TASK DETAILS:
A line below contains "summary.document = Some(path);", and a later one contains "backup failed and". Repeat both, with every line between them, exactly.

Records from a dataset:
Segment Open

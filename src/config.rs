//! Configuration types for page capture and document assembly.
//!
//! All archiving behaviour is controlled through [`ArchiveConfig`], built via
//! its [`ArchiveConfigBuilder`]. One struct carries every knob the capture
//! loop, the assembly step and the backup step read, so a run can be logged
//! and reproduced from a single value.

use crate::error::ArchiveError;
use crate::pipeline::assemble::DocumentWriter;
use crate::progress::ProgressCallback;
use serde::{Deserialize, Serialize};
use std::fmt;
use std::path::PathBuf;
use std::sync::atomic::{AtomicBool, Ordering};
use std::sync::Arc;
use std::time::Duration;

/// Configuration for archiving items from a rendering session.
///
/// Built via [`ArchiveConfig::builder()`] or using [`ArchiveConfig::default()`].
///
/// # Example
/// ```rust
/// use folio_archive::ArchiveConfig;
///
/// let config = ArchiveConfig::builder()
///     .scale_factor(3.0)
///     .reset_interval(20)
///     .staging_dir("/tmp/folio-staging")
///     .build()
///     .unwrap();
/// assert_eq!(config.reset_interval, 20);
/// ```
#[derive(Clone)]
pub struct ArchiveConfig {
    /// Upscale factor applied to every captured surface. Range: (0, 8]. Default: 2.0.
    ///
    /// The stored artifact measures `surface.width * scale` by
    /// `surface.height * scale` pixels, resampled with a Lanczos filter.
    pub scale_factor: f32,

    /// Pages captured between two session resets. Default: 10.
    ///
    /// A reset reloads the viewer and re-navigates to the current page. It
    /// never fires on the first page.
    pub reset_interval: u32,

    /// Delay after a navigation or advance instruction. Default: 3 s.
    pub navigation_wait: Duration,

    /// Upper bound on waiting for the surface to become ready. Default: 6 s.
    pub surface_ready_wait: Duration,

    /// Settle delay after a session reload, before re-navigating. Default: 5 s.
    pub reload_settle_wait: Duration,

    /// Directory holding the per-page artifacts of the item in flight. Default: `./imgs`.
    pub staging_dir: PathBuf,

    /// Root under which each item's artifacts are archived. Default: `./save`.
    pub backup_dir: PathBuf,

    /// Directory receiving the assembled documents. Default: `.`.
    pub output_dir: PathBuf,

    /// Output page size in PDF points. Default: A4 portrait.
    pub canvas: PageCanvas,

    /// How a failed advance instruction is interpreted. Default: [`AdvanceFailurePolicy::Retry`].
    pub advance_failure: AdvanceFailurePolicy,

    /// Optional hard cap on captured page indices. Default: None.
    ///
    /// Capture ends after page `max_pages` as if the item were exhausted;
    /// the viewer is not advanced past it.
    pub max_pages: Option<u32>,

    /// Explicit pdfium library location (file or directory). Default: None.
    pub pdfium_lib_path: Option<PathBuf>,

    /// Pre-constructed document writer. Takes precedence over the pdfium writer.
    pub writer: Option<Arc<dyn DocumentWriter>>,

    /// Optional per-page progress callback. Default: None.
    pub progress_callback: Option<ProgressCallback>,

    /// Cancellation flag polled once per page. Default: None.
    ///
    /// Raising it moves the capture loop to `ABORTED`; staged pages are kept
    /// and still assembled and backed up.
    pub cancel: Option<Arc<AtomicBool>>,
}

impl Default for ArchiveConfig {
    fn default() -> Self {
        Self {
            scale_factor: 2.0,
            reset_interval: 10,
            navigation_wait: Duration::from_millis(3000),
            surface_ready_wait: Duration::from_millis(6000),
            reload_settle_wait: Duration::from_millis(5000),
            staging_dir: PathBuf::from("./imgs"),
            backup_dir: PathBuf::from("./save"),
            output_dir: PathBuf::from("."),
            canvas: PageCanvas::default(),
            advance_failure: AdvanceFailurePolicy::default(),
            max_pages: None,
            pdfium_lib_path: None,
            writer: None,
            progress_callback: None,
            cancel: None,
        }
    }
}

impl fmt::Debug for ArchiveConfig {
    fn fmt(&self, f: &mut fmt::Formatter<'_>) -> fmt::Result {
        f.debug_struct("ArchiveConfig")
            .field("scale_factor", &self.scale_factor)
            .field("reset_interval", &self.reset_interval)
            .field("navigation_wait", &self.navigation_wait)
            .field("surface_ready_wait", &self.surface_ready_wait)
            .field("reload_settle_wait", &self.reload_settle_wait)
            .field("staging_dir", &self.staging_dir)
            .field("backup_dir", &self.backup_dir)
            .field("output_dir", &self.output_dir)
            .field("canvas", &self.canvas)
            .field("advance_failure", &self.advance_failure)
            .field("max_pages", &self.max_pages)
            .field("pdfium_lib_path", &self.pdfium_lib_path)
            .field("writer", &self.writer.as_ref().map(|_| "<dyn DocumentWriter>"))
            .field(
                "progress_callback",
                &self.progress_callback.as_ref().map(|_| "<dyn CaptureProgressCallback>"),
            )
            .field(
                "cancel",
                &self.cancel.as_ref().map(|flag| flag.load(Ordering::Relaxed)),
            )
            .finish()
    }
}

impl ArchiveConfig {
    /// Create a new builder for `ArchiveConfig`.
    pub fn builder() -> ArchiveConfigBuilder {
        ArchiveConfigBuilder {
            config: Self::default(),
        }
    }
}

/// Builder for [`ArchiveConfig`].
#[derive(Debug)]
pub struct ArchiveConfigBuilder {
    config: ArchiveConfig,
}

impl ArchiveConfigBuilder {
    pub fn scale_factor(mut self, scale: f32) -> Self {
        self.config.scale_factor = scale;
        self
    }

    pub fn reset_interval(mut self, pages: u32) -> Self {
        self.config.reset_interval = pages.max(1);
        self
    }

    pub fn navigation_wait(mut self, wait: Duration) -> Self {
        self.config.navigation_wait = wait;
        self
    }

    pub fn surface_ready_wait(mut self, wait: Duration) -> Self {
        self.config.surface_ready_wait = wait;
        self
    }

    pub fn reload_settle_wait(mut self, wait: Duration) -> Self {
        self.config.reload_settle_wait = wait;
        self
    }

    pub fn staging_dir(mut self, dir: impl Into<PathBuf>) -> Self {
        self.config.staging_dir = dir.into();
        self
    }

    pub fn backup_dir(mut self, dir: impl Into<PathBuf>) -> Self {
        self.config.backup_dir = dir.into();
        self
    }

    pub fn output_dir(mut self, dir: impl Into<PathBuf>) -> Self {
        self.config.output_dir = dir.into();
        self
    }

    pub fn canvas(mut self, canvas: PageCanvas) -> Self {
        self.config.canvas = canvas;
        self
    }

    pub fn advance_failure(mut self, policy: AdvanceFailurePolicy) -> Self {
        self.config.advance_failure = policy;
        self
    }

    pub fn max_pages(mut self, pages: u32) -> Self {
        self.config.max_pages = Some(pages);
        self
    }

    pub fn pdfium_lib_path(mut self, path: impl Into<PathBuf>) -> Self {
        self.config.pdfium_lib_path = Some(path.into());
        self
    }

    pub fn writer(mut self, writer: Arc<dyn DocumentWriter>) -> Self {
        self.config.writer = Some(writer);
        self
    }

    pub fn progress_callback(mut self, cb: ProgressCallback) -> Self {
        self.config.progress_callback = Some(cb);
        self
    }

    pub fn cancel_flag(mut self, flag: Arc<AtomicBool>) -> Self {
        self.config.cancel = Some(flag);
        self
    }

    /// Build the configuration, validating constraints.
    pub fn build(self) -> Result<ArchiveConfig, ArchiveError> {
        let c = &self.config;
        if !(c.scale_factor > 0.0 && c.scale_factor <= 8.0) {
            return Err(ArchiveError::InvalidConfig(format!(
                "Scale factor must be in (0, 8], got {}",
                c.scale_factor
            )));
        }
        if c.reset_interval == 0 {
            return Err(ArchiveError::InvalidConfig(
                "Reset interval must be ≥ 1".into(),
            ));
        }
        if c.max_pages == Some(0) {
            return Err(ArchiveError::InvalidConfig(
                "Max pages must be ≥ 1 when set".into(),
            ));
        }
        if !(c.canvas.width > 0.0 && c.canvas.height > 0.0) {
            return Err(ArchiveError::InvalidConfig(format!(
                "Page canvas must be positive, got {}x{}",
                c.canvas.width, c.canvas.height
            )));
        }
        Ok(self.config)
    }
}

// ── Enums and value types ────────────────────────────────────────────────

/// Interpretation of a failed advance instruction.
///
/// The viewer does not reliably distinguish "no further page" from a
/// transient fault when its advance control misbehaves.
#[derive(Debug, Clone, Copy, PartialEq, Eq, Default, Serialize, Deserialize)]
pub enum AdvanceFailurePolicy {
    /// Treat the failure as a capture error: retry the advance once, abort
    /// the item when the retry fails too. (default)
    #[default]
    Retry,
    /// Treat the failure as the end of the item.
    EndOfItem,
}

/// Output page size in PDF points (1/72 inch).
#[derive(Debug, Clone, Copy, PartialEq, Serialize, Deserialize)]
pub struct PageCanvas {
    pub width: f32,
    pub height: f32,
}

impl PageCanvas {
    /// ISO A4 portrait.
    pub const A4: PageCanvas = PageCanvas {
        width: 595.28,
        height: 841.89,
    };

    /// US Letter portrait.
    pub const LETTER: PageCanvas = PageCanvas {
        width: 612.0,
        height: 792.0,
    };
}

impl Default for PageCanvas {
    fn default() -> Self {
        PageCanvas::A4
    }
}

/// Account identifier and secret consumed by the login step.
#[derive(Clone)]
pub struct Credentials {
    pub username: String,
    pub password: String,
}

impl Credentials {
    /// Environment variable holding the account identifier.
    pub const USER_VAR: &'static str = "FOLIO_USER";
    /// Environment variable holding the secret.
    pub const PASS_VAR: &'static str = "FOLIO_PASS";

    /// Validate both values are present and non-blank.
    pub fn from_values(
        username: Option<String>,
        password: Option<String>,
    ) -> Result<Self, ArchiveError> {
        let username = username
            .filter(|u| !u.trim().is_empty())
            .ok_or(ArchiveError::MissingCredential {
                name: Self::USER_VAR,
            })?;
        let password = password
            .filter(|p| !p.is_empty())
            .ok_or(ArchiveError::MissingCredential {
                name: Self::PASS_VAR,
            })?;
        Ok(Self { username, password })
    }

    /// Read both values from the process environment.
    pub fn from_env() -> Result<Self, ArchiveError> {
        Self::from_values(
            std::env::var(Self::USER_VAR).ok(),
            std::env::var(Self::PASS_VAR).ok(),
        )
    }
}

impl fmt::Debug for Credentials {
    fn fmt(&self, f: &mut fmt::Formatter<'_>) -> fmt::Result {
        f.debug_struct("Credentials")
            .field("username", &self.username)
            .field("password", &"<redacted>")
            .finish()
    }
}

Segment Closed
Segment Open

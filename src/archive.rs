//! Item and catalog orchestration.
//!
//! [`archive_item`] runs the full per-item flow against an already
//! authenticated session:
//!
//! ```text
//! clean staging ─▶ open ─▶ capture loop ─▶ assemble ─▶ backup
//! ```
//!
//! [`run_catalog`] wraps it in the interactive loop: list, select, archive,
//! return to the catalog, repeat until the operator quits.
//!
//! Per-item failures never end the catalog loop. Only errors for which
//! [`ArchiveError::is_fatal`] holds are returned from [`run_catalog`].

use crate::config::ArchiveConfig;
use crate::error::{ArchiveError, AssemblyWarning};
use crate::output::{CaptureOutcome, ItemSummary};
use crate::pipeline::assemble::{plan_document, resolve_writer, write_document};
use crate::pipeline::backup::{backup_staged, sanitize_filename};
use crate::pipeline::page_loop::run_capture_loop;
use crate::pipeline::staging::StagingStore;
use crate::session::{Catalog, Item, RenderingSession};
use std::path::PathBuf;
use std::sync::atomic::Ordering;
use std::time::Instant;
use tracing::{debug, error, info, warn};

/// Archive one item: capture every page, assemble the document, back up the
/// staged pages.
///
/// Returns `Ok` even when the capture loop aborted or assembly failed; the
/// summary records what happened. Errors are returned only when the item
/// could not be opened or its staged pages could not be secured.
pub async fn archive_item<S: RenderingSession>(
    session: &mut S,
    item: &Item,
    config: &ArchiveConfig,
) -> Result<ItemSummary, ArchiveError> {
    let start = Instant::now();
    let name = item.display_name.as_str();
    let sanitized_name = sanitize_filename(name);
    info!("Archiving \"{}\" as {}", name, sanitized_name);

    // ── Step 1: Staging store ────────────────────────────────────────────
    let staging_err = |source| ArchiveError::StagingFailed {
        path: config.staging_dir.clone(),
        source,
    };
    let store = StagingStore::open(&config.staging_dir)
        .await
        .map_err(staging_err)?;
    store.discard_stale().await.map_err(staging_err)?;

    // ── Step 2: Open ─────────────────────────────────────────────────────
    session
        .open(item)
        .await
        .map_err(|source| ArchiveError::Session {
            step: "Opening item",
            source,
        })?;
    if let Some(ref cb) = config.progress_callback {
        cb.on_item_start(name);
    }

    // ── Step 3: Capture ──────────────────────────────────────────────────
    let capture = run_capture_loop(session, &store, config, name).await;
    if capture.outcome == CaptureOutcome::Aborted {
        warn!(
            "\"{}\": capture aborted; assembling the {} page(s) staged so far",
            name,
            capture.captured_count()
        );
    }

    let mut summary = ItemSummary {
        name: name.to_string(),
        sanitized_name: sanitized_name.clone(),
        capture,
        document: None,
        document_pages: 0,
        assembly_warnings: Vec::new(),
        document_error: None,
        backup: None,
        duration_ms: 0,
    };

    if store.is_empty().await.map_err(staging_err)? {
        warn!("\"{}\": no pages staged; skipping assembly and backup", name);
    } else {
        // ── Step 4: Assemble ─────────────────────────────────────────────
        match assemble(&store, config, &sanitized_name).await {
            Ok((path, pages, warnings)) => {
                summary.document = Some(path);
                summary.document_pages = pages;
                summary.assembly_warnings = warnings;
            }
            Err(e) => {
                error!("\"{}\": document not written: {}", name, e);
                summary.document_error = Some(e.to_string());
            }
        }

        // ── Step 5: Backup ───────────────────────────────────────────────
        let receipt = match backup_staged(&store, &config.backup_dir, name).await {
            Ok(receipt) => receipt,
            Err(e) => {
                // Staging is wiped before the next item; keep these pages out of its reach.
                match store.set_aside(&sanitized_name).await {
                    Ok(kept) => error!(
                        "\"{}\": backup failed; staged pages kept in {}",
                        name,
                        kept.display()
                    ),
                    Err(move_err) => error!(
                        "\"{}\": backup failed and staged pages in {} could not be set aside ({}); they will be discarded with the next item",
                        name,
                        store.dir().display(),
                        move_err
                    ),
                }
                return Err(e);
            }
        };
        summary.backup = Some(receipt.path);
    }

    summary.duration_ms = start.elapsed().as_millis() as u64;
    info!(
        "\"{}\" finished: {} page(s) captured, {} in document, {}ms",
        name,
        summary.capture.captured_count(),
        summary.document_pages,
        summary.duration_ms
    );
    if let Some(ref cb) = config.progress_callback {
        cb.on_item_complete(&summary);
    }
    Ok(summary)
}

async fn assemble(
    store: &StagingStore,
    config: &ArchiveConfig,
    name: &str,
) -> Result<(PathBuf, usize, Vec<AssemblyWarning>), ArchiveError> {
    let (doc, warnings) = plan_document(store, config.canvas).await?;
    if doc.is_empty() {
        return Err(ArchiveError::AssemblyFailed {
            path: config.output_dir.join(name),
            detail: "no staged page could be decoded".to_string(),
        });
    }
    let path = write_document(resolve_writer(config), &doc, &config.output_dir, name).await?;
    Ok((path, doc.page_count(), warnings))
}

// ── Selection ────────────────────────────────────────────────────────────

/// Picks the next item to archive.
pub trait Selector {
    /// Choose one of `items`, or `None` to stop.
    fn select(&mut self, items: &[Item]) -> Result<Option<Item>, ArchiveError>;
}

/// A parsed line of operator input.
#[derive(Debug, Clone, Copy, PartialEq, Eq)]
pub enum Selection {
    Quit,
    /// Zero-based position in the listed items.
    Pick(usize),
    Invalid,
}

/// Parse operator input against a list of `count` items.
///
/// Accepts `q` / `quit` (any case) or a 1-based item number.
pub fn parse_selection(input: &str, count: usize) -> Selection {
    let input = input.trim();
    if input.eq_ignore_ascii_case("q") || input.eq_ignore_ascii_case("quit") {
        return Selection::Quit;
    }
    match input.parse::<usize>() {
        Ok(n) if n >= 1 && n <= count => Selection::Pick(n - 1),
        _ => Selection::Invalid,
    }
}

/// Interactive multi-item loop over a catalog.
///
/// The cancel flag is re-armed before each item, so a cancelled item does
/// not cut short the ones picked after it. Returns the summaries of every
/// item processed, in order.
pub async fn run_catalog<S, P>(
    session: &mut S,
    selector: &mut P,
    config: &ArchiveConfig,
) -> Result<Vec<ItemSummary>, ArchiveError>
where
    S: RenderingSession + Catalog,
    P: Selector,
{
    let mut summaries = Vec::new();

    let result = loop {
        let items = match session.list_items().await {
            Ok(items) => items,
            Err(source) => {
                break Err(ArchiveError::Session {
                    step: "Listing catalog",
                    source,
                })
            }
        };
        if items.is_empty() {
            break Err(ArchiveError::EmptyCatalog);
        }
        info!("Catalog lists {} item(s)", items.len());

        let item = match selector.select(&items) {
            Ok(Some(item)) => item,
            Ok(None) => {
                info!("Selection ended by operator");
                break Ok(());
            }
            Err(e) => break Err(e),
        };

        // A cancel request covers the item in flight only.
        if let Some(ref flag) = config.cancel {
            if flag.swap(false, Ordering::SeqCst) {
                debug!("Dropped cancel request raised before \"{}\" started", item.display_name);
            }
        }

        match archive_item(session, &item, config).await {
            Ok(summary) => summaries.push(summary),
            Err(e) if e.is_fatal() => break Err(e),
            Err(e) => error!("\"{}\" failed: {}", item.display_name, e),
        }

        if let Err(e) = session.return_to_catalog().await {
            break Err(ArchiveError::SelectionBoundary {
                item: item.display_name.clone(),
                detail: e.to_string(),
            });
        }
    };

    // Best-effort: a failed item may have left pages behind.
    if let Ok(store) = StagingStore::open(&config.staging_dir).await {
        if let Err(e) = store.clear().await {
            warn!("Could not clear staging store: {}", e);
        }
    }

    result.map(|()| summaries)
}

Segment Closed

SOLUTION TO THE EXERCISE:
                summary.document = Some(path);
                summary.document_pages = pages;
                summary.assembly_warnings = warnings;
            }
            Err(e) => {
                error!("\"{}\": document not written: {}", name, e);
                summary.document_error = Some(e.to_string());
            }
        }

        // ── Step 5: Backup ───────────────────────────────────────────────
        let receipt = match backup_staged(&store, &config.backup_dir, name).await {
            Ok(receipt) => receipt,
            Err(e) => {
                // Staging is wiped before the next item; keep these pages out of its reach.
                match store.set_aside(&sanitized_name).await {
                    Ok(kept) => error!(
                        "\"{}\": backup failed; staged pages kept in {}",
                        name,
                        kept.display()
                    ),
                    Err(move_err) => error!(
                        "\"{}\": backup failed and staged pages in {} could not be set aside ({}); they will be discarded with the next item",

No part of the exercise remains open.